MATERIAL PROVIDED: Begin

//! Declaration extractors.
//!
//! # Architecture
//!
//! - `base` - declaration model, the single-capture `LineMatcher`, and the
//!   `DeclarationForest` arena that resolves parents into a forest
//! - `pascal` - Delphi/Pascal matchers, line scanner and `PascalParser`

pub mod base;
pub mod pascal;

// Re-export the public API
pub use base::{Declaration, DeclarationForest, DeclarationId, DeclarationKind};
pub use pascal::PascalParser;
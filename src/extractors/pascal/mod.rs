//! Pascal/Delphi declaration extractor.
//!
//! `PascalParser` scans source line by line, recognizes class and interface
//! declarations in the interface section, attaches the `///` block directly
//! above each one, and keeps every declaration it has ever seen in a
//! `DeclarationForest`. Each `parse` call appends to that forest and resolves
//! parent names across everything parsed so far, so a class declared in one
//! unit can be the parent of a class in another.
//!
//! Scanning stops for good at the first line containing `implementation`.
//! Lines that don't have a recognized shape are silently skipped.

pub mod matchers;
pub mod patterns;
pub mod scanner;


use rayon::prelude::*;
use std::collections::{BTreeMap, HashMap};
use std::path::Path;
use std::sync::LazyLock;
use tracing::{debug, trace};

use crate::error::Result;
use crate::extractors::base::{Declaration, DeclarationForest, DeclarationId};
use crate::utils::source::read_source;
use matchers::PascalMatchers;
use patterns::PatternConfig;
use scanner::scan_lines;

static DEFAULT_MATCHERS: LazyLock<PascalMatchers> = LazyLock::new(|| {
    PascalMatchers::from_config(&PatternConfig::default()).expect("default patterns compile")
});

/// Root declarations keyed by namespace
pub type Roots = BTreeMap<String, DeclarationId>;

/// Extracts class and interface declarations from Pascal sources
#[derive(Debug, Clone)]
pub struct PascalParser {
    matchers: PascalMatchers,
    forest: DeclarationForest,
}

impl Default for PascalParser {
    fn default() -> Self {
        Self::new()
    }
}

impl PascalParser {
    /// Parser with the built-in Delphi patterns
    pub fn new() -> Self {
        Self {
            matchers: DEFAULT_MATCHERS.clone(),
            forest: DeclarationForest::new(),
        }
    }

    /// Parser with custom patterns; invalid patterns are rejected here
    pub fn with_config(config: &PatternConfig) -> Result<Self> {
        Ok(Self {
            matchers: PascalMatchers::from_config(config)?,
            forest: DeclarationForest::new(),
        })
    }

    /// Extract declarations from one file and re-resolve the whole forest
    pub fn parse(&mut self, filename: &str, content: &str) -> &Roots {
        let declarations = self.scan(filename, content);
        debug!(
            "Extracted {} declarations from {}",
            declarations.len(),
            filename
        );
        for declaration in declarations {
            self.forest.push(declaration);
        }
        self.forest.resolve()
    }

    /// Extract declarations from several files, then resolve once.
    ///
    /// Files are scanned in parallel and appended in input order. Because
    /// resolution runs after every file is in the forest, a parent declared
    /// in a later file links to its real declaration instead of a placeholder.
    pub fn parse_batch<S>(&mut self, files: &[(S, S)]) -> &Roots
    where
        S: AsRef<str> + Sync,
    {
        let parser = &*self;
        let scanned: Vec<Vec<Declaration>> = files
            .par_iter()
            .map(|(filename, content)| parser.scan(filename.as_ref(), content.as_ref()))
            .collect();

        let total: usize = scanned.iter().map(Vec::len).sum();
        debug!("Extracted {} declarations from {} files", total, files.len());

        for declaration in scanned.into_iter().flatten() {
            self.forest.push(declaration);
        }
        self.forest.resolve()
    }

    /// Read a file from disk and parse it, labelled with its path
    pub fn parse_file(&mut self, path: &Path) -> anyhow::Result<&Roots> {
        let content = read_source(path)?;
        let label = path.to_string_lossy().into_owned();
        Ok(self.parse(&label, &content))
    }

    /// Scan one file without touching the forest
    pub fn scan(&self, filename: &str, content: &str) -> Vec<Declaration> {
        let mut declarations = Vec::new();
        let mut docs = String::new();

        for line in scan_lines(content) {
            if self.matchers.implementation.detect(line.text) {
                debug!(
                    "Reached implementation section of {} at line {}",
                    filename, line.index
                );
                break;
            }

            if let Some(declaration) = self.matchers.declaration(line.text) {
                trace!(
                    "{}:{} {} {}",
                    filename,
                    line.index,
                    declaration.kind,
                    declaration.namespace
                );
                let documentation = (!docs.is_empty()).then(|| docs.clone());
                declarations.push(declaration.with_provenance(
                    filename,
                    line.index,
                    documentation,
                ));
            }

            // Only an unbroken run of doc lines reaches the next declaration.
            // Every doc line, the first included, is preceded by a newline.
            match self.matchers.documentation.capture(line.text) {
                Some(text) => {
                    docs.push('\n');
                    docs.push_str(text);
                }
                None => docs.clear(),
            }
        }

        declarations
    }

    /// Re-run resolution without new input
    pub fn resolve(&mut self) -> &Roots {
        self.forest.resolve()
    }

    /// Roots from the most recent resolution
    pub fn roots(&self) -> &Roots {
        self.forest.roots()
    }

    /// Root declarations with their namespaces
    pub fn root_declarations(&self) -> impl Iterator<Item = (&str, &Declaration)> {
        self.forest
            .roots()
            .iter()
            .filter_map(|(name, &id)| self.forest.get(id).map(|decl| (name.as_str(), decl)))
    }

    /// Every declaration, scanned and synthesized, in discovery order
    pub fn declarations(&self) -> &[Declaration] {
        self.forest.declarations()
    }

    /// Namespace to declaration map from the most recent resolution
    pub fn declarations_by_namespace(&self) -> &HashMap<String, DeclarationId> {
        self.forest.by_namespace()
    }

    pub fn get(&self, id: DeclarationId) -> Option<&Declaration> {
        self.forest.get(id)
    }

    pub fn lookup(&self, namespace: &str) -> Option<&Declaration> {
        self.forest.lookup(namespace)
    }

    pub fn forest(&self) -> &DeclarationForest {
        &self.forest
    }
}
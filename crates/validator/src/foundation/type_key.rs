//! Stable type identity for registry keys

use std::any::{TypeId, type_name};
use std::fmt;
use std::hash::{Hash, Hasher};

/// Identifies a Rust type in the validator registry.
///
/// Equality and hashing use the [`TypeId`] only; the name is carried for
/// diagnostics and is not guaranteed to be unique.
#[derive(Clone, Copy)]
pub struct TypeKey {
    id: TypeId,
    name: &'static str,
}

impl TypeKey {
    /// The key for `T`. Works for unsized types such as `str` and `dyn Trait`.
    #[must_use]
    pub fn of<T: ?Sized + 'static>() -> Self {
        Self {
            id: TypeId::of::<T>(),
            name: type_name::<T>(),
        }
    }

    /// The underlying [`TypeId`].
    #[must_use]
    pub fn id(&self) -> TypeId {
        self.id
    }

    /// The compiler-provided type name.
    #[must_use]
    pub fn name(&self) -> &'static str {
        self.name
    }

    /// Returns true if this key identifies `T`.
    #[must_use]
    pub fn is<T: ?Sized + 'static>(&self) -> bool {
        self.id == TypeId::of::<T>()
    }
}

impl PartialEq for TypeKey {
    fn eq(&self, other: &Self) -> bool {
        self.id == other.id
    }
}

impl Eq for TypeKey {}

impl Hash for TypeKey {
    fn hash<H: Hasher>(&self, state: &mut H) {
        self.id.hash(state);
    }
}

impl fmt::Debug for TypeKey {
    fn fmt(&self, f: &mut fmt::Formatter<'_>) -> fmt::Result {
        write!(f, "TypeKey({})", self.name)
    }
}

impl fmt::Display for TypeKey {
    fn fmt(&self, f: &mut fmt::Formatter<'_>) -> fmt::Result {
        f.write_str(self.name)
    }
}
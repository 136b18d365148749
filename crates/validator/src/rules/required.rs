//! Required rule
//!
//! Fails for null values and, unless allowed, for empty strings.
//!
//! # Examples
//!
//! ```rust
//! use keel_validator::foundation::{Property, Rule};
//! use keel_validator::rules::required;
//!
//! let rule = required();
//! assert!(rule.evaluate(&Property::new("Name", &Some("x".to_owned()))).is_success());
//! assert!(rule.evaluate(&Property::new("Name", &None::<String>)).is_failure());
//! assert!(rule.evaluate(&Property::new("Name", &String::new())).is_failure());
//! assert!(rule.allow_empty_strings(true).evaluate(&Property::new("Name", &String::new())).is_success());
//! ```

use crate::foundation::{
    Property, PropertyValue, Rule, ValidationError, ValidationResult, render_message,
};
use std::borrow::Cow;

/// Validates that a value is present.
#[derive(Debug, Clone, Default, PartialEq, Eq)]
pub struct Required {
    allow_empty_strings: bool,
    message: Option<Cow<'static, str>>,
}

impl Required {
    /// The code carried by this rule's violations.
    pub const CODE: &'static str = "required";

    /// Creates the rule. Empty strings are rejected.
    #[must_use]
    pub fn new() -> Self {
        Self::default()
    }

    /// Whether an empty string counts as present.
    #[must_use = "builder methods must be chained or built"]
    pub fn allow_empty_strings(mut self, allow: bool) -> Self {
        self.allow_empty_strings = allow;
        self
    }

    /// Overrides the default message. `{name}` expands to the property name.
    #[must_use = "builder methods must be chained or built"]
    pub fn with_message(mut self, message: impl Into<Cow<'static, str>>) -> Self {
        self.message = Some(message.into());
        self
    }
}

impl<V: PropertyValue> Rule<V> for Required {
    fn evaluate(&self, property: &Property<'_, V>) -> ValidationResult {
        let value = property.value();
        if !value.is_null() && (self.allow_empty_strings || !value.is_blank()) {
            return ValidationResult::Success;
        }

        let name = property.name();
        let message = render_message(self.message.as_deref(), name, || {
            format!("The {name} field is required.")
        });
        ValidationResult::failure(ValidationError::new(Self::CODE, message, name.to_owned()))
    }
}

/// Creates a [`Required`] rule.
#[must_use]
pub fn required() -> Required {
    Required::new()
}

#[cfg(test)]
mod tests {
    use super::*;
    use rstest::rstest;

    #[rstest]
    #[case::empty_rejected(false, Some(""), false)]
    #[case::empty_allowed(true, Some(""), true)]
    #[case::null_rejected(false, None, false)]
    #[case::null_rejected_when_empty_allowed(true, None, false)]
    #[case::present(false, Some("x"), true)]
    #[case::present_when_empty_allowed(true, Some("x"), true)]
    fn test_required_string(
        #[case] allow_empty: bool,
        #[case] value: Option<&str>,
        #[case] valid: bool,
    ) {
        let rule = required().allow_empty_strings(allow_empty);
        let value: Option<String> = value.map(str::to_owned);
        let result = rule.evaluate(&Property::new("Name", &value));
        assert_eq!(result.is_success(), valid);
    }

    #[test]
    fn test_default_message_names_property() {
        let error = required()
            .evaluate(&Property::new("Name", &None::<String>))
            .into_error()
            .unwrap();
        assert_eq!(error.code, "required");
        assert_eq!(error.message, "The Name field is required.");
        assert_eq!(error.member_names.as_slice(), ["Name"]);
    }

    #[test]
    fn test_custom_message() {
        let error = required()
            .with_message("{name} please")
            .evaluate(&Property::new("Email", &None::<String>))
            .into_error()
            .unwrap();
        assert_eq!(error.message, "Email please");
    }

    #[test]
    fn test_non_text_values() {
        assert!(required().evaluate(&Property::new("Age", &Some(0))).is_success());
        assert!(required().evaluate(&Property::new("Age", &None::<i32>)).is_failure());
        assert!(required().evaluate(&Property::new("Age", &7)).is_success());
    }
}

MATERIAL PROVIDED: End

* [TASK] Given the records above, reproduce precisely and only the lines between the line holding "use std::path::Path;" and the line holding "use scanner::scan_lines;", inclusive.

* [ANSWER SECTION]
use std::path::Path;
use std::sync::LazyLock;
use tracing::{debug, trace};

use crate::error::Result;
use crate::extractors::base::{Declaration, DeclarationForest, DeclarationId};
use crate::utils::source::read_source;
use matchers::PascalMatchers;
use patterns::PatternConfig;
use scanner::scan_lines;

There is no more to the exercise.